As we listen to the ticking clock we are assured by the PM we will leave on 29 March this year. The question remains how.
It sounds from the government line and the line of Mrs May’s helpers that they want to get Parliament to reconsider the Withdrawal Agreement which Remainers and Leavers united to defeat. They seem to think they can pose Remain MPs with the choice of no deal versus the Agreement where they might prefer the Agreement, whilst saying to Leave MPs it is Withdrawal Aagreement versus No Brexit. The problem with this approach, as tried last time, is it is contradictory. The threat of No Deal issued to Remain supporters is exactly what many Leave voters now want.
It is not credible to say to Leave MPs Brexit will be cancelled if the Withdrawal Agreement is rejected again. The government would have to propose rescinding the Article 50 letter and embark on the repeal of the EU Withdrawal Act. Many MPs would realise this would destroy the trust of electors. It would lead to the loss of many seats as Labour and Consevative MPs who had won in 2017 on a clear promise to implement Brexit faced retribution from angry voters at the following election. It is difficult to see how Mrs May’s leadership would survive any such attempted U turn on such an important issue, and questionable whether DUP support for the government could last either.There is every reason for MPs to stay loyal to the Conservative or Labour Manifesto and refuse to repeal the legislation.
To a Leave MP the Withdrawal Agreement was easy to vote against because it is not leaving. It is a further 21 to 45 months in the EU, accepting their new laws without any say on them, under their court, and paying large unspecified sums to their budget.With the backstop it might keep us in a customs union permanently. The Conservative Manifesto very clearly promised we would leave the EU, single market and Customs Union. The Labour Manifesto promised to leave the EU and set out a detailed trade policy that would be incompatible with Customs Union membership.
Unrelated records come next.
//! Named MNASNet variants at the four published width multipliers.
//!
//! Each constructor overrides `config.alpha` with its own width multiplier,
//! whatever the caller put there, and keeps the rest of the configuration.
//! No pretrained weights ship with this crate, so `pretrained = true` is an
//! error rather than a silent random initialization.

use log::{debug, info};
use mnasnet_core::Float;

use crate::config::MnasNetConfig;
use crate::error::{ModelError, ModelResult};
use crate::mnasnet::MnasNet;

#[derive(Debug, Clone, Copy, PartialEq, Eq, Hash)]
pub enum Preset {
    Mnasnet0_5,
    Mnasnet0_75,
    Mnasnet1_0,
    Mnasnet1_3,
}

impl Preset {
    pub const ALL: [Preset; 4] = [
        Preset::Mnasnet0_5,
        Preset::Mnasnet0_75,
        Preset::Mnasnet1_0,
        Preset::Mnasnet1_3,
    ];

    pub fn alpha(self) -> f64 {
        match self {
            Preset::Mnasnet0_5 => 0.5,
            Preset::Mnasnet0_75 => 0.75,
            Preset::Mnasnet1_0 => 1.0,
            Preset::Mnasnet1_3 => 1.3,
        }
    }

    pub fn name(self) -> &'static str {
        match self {
            Preset::Mnasnet0_5 => "mnasnet0_5",
            Preset::Mnasnet0_75 => "mnasnet0_75",
            Preset::Mnasnet1_0 => "mnasnet1_0",
            Preset::Mnasnet1_3 => "mnasnet1_3",
        }
    }

    pub fn from_name(name: &str) -> Option<Preset> {
        Preset::ALL.into_iter().find(|p| p.name() == name)
    }

    /// Build the preset from `config` with `config.alpha` replaced by
    /// [`Preset::alpha`]; whatever alpha the caller set is ignored.
    ///
    /// `progress` only controls whether construction is reported at info level.
    pub fn build<T: Float>(self, pretrained: bool, progress: bool, config: MnasNetConfig) -> ModelResult<MnasNet<T>> {
        if pretrained {
            return Err(ModelError::PretrainedUnavailable(self.name()));
        }
        if config.alpha != self.alpha() {
            debug!("{} overrides alpha {} with {}", self.name(), config.alpha, self.alpha());
        }
        let config = MnasNetConfig { alpha: self.alpha(), ..config };
        if progress {
            info!("building {} with {} classes", self.name(), config.num_classes);
        }
        MnasNet::from_config(&config)
    }
}

/// MNASNet at width multiplier 0.5; `config.alpha` is overridden.
pub fn mnasnet0_5<T: Float>(pretrained: bool, progress: bool, config: MnasNetConfig) -> ModelResult<MnasNet<T>> {
    Preset::Mnasnet0_5.build(pretrained, progress, config)
}

/// MNASNet at width multiplier 0.75; `config.alpha` is overridden.
pub fn mnasnet0_75<T: Float>(pretrained: bool, progress: bool, config: MnasNetConfig) -> ModelResult<MnasNet<T>> {
    Preset::Mnasnet0_75.build(pretrained, progress, config)
}

/// MNASNet at width multiplier 1.0; `config.alpha` is overridden.
pub fn mnasnet1_0<T: Float>(pretrained: bool, progress: bool, config: MnasNetConfig) -> ModelResult<MnasNet<T>> {
    Preset::Mnasnet1_0.build(pretrained, progress, config)
}

/// MNASNet at width multiplier 1.3; `config.alpha` is overridden.
pub fn mnasnet1_3<T: Float>(pretrained: bool, progress: bool, config: MnasNetConfig) -> ModelResult<MnasNet<T>> {
    Preset::Mnasnet1_3.build(pretrained, progress, config)
}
Mrs May might late in the day get some legal text offering reassurances about the backstop. It is unlikely to be a full rewrite of the Agreement taking the backstop out in the way Parliament requested through the Brady amendment. This should not be enough to lead to the successful passing of a motion in favour of the Agreement after all, and certainly not enough to give the government a majority for the complex legislation it will take to put the 585 page agreement into UK law. I see no way of avoiding a full debate on the complete agreement, whatever the draft Withdrawal Agreement Bill might say, allowing plenty of opportunity for doubts to be expressed about many features of this comprehensive lock up of UK sovereignty under a new and damagaing EU Treaty.
Given this Remain may well seek delay instead. The issues this poses are two fold. Why would the EU consent to 3 to 9 nonths delay, given their view that the negotiatons are over and the Agreement cannot be re opened? How would this fit in with their timetable for European elections and a new Commission? Why would they want to prolong the exit of a country that is clearly going to leave and is refusing their expensive terms for an extension of membership?
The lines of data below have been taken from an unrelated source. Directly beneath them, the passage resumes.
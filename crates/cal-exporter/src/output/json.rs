//! JSON export.

use std::io::Write;
use std::path::PathBuf;

use cal_core_rs::{CalendarEvent, EventRecord};
use serde::Serialize;

use super::helpers::{create_file, rounded_total_hours};
use super::{Exporter, Result};

/// Top-level JSON document.
#[derive(Debug, Serialize)]
pub struct JsonReport {
    pub events: Vec<EventRecord>,
    pub summary: JsonSummary,
}

/// Totals block of the JSON document.
#[derive(Debug, Serialize)]
pub struct JsonSummary {
    pub total_events: usize,
    pub total_hours: f64,
}

impl JsonReport {
    pub fn new(events: &[CalendarEvent]) -> Self {
        Self {
            events: events.iter().map(CalendarEvent::to_record).collect(),
            summary: JsonSummary {
                total_events: events.len(),
                total_hours: rounded_total_hours(events),
            },
        }
    }
}

/// Writes a pretty-printed report. Written even when there are no events.
pub struct JsonExporter {
    path: PathBuf,
}

impl JsonExporter {
    pub fn new(path: impl Into<PathBuf>) -> Self {
        Self { path: path.into() }
    }
}

impl Exporter for JsonExporter {
    fn export(&self, events: &[CalendarEvent]) -> Result<()> {
        let report = JsonReport::new(events);
        let mut file = create_file(&self.path)?;
        serde_json::to_writer_pretty(&mut file, &report)?;
        file.write_all(b"\n")?;
        Ok(())
    }
}
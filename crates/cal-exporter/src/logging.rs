//! Log setup. Progress messages and diagnostics go to stderr so stdout stays
//! free for the terminal table and completions.

use tracing_subscriber::EnvFilter;

use crate::cli::Cli;

/// Default filter directive for the given verbosity flags.
pub fn default_directive(verbose: bool, quiet: bool) -> &'static str {
    if quiet {
        "error"
    } else if verbose {
        "debug"
    } else {
        "info"
    }
}

/// Installs the global subscriber. `RUST_LOG` overrides the flags.
pub fn init(cli: &Cli) {
    let filter = EnvFilter::try_from_default_env()
        .unwrap_or_else(|_| EnvFilter::new(default_directive(cli.verbose, cli.quiet)));

    // A second init (tests) keeps the first subscriber.
    let _ = tracing_subscriber::fmt()
        .with_env_filter(filter)
        .with_writer(std::io::stderr)
        .with_ansi(!cli.no_color)
        .without_time()
        .with_target(false)
        .with_level(cli.verbose)
        .try_init();
}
Worse still is why would the UK want delay? It prolongs business uncertainty. It makes the UK look feeble and indecisive. It delays new trade deals and stops us spending the money saved on exit. It fails to take back control of our laws, our money and our borders.
I do not see how there are things we can get the EU to agree in April and May that we cannot get them to agree in February and March against the pressure of the deadline of our departure. The public want government and Parliament to just get on with it. Tha5 is also the best negotiating strategy.I still want a managed WTO exit with a UK offer of a free trade agreement which could avoid tariffs and other new barriers to our EU trade.